Comme ils n’avaient pas d’oreillers ni de couvertures, Thomas se roula en boule dans la poussière, la tête appuyée sur les bras. Brenda s’allongea juste à côté de lui, sans le toucher. Thomas doutait d’arriver un jour à la comprendre.
Il respira profondément, ferma les yeux et se détendit en accueillant avec bonheur une sensation de lassitude qui l’entraînait dans les profondeurs. Les bruits s’estompèrent autour de lui, l’air parut s’épaissir ; un grand calme l’envahit, puis le sommeil vint.
*
Le soleil flamboyait toujours dans le ciel quand une voix résonna dans son esprit, le réveillant.
Une voix féminine.
Teresa.
Après des jours et des jours de silence, Teresa recommençait enfin à communiquer avec lui par télépathie, dans un déluge verbal.

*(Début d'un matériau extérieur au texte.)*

//! # Cross-platform OS signal handling.
//!
//! Provides [`wait_for_shutdown_signal`] — an async helper that completes
//! when the process receives a termination signal.
//!
//! ## Signals
//! **Unix platforms:**
//! - `SIGINT` (Ctrl-C in terminal)
//! - `SIGTERM` (default kill signal, used by systemd-style supervisors)
//!
//! **Other platforms:**
//! - `Ctrl-C` via [`tokio::signal::ctrl_c`]

/// Waits for a termination signal.
///
/// Each call creates independent signal listeners.
///
/// Returns `Ok(())` when any signal is received, or `Err` if signal
/// registration fails.
#[cfg(unix)]
pub async fn wait_for_shutdown_signal() -> std::io::Result<()> {
    use tokio::signal::unix::{signal, SignalKind};

    let mut sigint = signal(SignalKind::interrupt())?;
    let mut sigterm = signal(SignalKind::terminate())?;

    tokio::select! {
        _ = tokio::signal::ctrl_c() => {},
        _ = sigint.recv() => {},
        _ = sigterm.recv() => {},
    }
    Ok(())
}

/// Waits for a termination signal.
///
/// Each call creates independent signal listeners.
#[cfg(not(unix))]
pub async fn wait_for_shutdown_signal() -> std::io::Result<()> {
    tokio::signal::ctrl_c().await
}
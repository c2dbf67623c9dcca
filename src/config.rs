//! # Global runtime configuration.
//!
//! Provides [`Config`] — centralized settings for the orchestrator runtime.
//!
//! Config is consumed in two places:
//! 1. **Orchestrator creation**: `Orchestrator::builder(config)`
//! 2. **Processor behavior**: look-ahead, starvation and fault thresholds
//!
//! ## Sentinel values
//! - `look_ahead = 0` → treated as 1 (the loop always inspects the head)
//! - `grace = 0s` → no drain wait, force shutdown immediately

use std::time::Duration;

/// Global configuration for the orchestrator runtime.
///
/// ## Field semantics
/// - `look_ahead`: how many pending petitions one scheduling round may
///   inspect when the head's admission predicate does not hold. `1` means
///   strict priority order with no overtaking.
/// - `starvation_threshold`: number of times a petition may be seen and
///   re-queued before it is considered starving; while any petition is
///   starving the effective look-ahead collapses to 1 so the queue head
///   cannot be overtaken indefinitely.
/// - `fault_threshold`: consecutive processor-loop failures after which
///   liveness reporting stops so the external supervisor can restart the
///   service. The loop itself keeps running.
/// - `bus_capacity`: ring-buffer capacity of the event bus; slow
///   subscribers past this lag observe `Lagged` and skip old events.
/// - `grace`: maximum wait for live petitions to finish during shutdown.
/// - `idle_wait_min` / `idle_wait_max`: bounds of the jittered sleep taken
///   when a full round makes no progress and the queue head is unchanged.
#[derive(Clone, Debug)]
pub struct Config {
    /// Pending petitions inspected per scheduling round.
    pub look_ahead: usize,

    /// Re-queue count after which a petition is considered starving.
    pub starvation_threshold: u32,

    /// Consecutive loop faults before liveness reporting is suppressed.
    pub fault_threshold: u32,

    /// Capacity of the event bus broadcast channel.
    pub bus_capacity: usize,

    /// Maximum time to wait for live petitions during shutdown.
    pub grace: Duration,

    /// Lower bound of the idle-round jittered sleep.
    pub idle_wait_min: Duration,

    /// Upper bound of the idle-round jittered sleep.
    pub idle_wait_max: Duration,
}

impl Config {
    /// Returns the look-ahead clamped to a minimum of 1.
    #[inline]
    pub fn look_ahead_clamped(&self) -> usize {
        self.look_ahead.max(1)
    }

    /// Returns a bus capacity clamped to a minimum of 1.
    #[inline]
    pub fn bus_capacity_clamped(&self) -> usize {
        self.bus_capacity.max(1)
    }

    /// Returns the idle-wait bounds as an ordered `(min, max)` pair.
    #[inline]
    pub fn idle_wait_bounds(&self) -> (Duration, Duration) {
        if self.idle_wait_min <= self.idle_wait_max {
            (self.idle_wait_min, self.idle_wait_max)
        } else {
            (self.idle_wait_max, self.idle_wait_min)
        }
    }
}

impl Default for Config {
    /// Default configuration:
    ///
    /// - `look_ahead = 1` (strict priority order)
    /// - `starvation_threshold = 1000`
    /// - `fault_threshold = 5`
    /// - `bus_capacity = 1024`
    /// - `grace = 30s`
    /// - `idle_wait = 500ms..5s`
    fn default() -> Self {
        Self {
            look_ahead: 1,
            starvation_threshold: 1000,
            fault_threshold: 5,
            bus_capacity: 1024,
            grace: Duration::from_secs(30),
            idle_wait_min: Duration::from_millis(500),
            idle_wait_max: Duration::from_secs(5),
        }
    }
}

#[cfg(test)]
mod tests {
    use super::*;

    #[test]
    fn test_look_ahead_zero_clamps_to_one() {
        let cfg = Config {
            look_ahead: 0,
            ..Config::default()
        };
        assert_eq!(cfg.look_ahead_clamped(), 1);
    }

    #[test]
    fn test_idle_wait_bounds_reorder() {
        let cfg = Config {
            idle_wait_min: Duration::from_secs(5),
            idle_wait_max: Duration::from_millis(100),
            ..Config::default()
        };
        let (lo, hi) = cfg.idle_wait_bounds();
        assert!(lo <= hi);
    }
}
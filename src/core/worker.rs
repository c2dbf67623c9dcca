//! # Worker execution: one admitted petition, one supervised action.
//!
//! [`spawn`] runs a petition's action in its own task and drives the finish
//! path exactly once when the action returns — normally, after
//! cancellation, or after a failure. The action itself is expected to put
//! the real work in a separate OS process; this task only supervises it.
//!
//! ## Rules
//! - An action error marks the petition `Broken` and is logged; the
//!   petition still reaches `Finished` (degraded, never dangling).
//! - The client stream is always closed: a final frame is delivered here if
//!   the action did not already send one (`Some(1)` after a failure, `None`
//!   otherwise).
//! - A panicking action is caught; it is treated like a failure.

use std::sync::Arc;

use futures::FutureExt;
use tokio::task::JoinSet;
use tokio_util::sync::CancellationToken;
use tracing::warn;

use crate::events::{Bus, Event, EventKind};
use crate::manager::Shared;
use crate::petitions::{ActionContext, PetitionHandle, PetitionState};

/// Spawns the supervising task for one admitted petition.
pub(crate) fn spawn(
    set: &mut JoinSet<()>,
    shared: Arc<Shared>,
    bus: Bus,
    handle: PetitionHandle,
    token: CancellationToken,
) {
    let ctx = ActionContext::new(handle.clone(), token, bus.clone());
    set.spawn(async move {
        let petition = handle.petition().clone();
        let outcome = std::panic::AssertUnwindSafe(petition.execute(ctx))
            .catch_unwind()
            .await;

        let failed = match outcome {
            Ok(Ok(())) => false,
            Ok(Err(err)) => {
                warn!(id = %handle.id(), %err, "petition action failed");
                mark_broken(&bus, &handle, err.as_label());
                true
            }
            Err(_panic) => {
                warn!(id = %handle.id(), "petition action panicked");
                mark_broken(&bus, &handle, "action_panic");
                true
            }
        };

        shared.finish_petition(&handle);
        // no-op when the action already delivered its final frame
        handle.reply().done(if failed { Some(1) } else { None });
    });
}

fn mark_broken(bus: &Bus, handle: &PetitionHandle, reason: &'static str) {
    if let Err(err) = handle.set_state(PetitionState::Broken) {
        warn!(id = %handle.id(), %err, "could not mark petition as broken");
    }
    bus.publish(
        Event::now(EventKind::PetitionBroken)
            .with_petition(handle.id().to_string())
            .with_reason(reason),
    );
}
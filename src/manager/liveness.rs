//! # Liveness reporting to an external process supervisor.
//!
//! The orchestrator proves it is healthy by emitting periodic "I am alive"
//! notifications; the supervisor restarts the service after a bounded
//! silence. [`Liveness`] abstracts the notification sink, and
//! [`LivenessGate`] is the shared switch that deliberately silences it when
//! the service decides it should be restarted (repeated watchdog misses or
//! recurring processor faults).
//!
//! ## Rules
//! - Suppression is one-way for the lifetime of the process: a wedged
//!   service must stay silent until the supervisor replaces it.
//! - The gate never stops the service itself — it only stops the heartbeat
//!   notifications. The service does not self-kill.

use std::sync::atomic::{AtomicBool, Ordering};

use tracing::{debug, warn};

/// Sink for "I am alive" notifications.
pub trait Liveness: Send + Sync + 'static {
    /// Reports one successful heartbeat round trip.
    fn notify_alive(&self);
}

/// Shared switch controlling whether liveness is still reported.
#[derive(Debug, Default)]
pub struct LivenessGate {
    suppressed: AtomicBool,
}

impl LivenessGate {
    /// Creates an open gate (liveness reported).
    pub fn new() -> Self {
        Self::default()
    }

    /// Permanently stops liveness reporting.
    pub fn suppress(&self) {
        if !self.suppressed.swap(true, Ordering::AcqRel) {
            warn!("liveness reporting suppressed; awaiting external restart");
        }
    }

    /// Whether liveness reporting has been stopped.
    pub fn is_suppressed(&self) -> bool {
        self.suppressed.load(Ordering::Acquire)
    }
}

/// Notifies a systemd-style supervisor over the `$NOTIFY_SOCKET` datagram
/// socket (`WATCHDOG=1` payload).
///
/// When the environment variable is absent the notifier is a no-op, so the
/// same binary runs unchanged outside the supervisor.
pub struct SystemdNotifier {
    socket: Option<std::path::PathBuf>,
}

impl SystemdNotifier {
    /// Reads `$NOTIFY_SOCKET` from the environment.
    pub fn from_env() -> Self {
        Self {
            socket: std::env::var_os("NOTIFY_SOCKET").map(Into::into),
        }
    }
}

impl Liveness for SystemdNotifier {
    fn notify_alive(&self) {
        let Some(path) = &self.socket else {
            return;
        };

        #[cfg(unix)]
        {
            use std::os::unix::net::UnixDatagram;
            let sent = UnixDatagram::unbound().and_then(|sock| sock.send_to(b"WATCHDOG=1", path));
            match sent {
                Ok(_) => debug!("watchdog notification sent"),
                Err(err) => warn!(%err, "failed to notify supervisor"),
            }
        }
        #[cfg(not(unix))]
        {
            let _ = path;
        }
    }
}

/// Channel-backed liveness sink, mainly for tests and embedding.
pub struct ChannelLiveness {
    tx: tokio::sync::mpsc::UnboundedSender<()>,
}

impl ChannelLiveness {
    /// Creates the sink and the receiver observing notifications.
    pub fn channel() -> (Self, tokio::sync::mpsc::UnboundedReceiver<()>) {
        let (tx, rx) = tokio::sync::mpsc::unbounded_channel();
        (Self { tx }, rx)
    }
}

impl Liveness for ChannelLiveness {
    fn notify_alive(&self) {
        let _ = self.tx.send(());
    }
}

#[cfg(test)]
mod tests {
    use super::*;

    #[test]
    fn test_gate_starts_open_and_suppresses_once() {
        let gate = LivenessGate::new();
        assert!(!gate.is_suppressed());
        gate.suppress();
        gate.suppress();
        assert!(gate.is_suppressed());
    }

    #[test]
    fn test_channel_liveness_delivers() {
        let (sink, mut rx) = ChannelLiveness::channel();
        sink.notify_alive();
        assert!(rx.try_recv().is_ok());
    }
}
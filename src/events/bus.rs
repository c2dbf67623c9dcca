//! # Event bus for broadcasting runtime events.
//!
//! [`Bus`] is a thin wrapper around [`tokio::sync::broadcast`] that provides
//! non-blocking event publishing from multiple sources (processor, shared
//! critical section, watchdog, server).
//!
//! ## Rules
//! - **Non-blocking publish**: `publish()` never blocks.
//! - **Bounded capacity**: a single ring buffer stores recent events for all
//!   receivers.
//! - **Lag handling**: slow receivers get `RecvError::Lagged(n)` and skip
//!   the `n` oldest items.
//! - **No persistence**: events are lost if there are no active subscribers
//!   at send time.

use tokio::sync::broadcast;

use super::event::Event;

/// Broadcast channel for runtime events.
///
/// Thin wrapper over [`tokio::sync::broadcast`] providing a
/// `publish`/`subscribe` API. Multiple publishers can publish concurrently;
/// subscribers receive clones of each event.
///
/// ### Properties
/// - **Non-blocking**: `publish()` returns immediately.
/// - **Fire-and-forget**: no delivery or durability guarantees.
/// - **Cloneable**: cheap to clone (internally holds an `Arc`-backed sender).
#[derive(Clone, Debug)]
pub struct Bus {
    tx: broadcast::Sender<Event>,
}

impl Bus {
    /// Creates a new bus with the given channel capacity.
    ///
    /// Capacity is shared across all receivers; the minimum is 1 (clamped).
    pub fn new(capacity: usize) -> Self {
        let capacity = capacity.max(1);
        let (tx, _rx) = broadcast::channel::<Event>(capacity);
        Self { tx }
    }

    /// Publishes an event to all active subscribers.
    ///
    /// If there are no receivers the event is dropped; this function still
    /// returns immediately.
    pub fn publish(&self, ev: Event) {
        let _ = self.tx.send(ev);
    }

    /// Creates a new receiver that will observe subsequent events.
    ///
    /// - Each call creates an **independent** receiver.
    /// - A receiver only gets events **sent after** it subscribes.
    /// - Slow receivers get `RecvError::Lagged(n)` and skip missed items.
    pub fn subscribe(&self) -> broadcast::Receiver<Event> {
        self.tx.subscribe()
    }
}

#[cfg(test)]
mod tests {
    use super::*;
    use crate::events::EventKind;

    #[tokio::test]
    async fn test_publish_reaches_subscriber() {
        let bus = Bus::new(8);
        let mut rx = bus.subscribe();
        bus.publish(Event::now(EventKind::WatchdogBeat));
        let got = rx.recv().await.unwrap();
        assert_eq!(got.kind, EventKind::WatchdogBeat);
    }

    #[tokio::test]
    async fn test_publish_without_subscribers_is_silent() {
        let bus = Bus::new(1);
        bus.publish(Event::now(EventKind::ProcessorStopped));
    }
}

 Tom, n’essaie pas de me répondre, contente-toi de m’écouter. Il va t’arriver quelque chose de terrible demain. Un truc affreux, épouvantable. Tu auras mal, et tu auras peur. Mais il faudra me faire confiance. Quoi qu’il arrive, quoi que tu voies, quoi que tu entendes, quoi que tu puisses penser. Fais-moi confiance. Je ne pourrai pas te parler.
Elle marqua une pause, mais Thomas était tellement sous le choc, en train d’essayer de comprendre ce qu’elle lui disait – et de le mémoriser – qu’il n’eut pas le temps de placer un mot.
 Il faut que je te laisse. Je ne pourrai plus te contacter avant un moment.
Un autre silence.
 Jusqu’à ce qu’on se retrouve.
Il chercha quoi lui répondre, mais sa voix et sa présence s’effaçaient déjà, et il resta seul une fois de plus.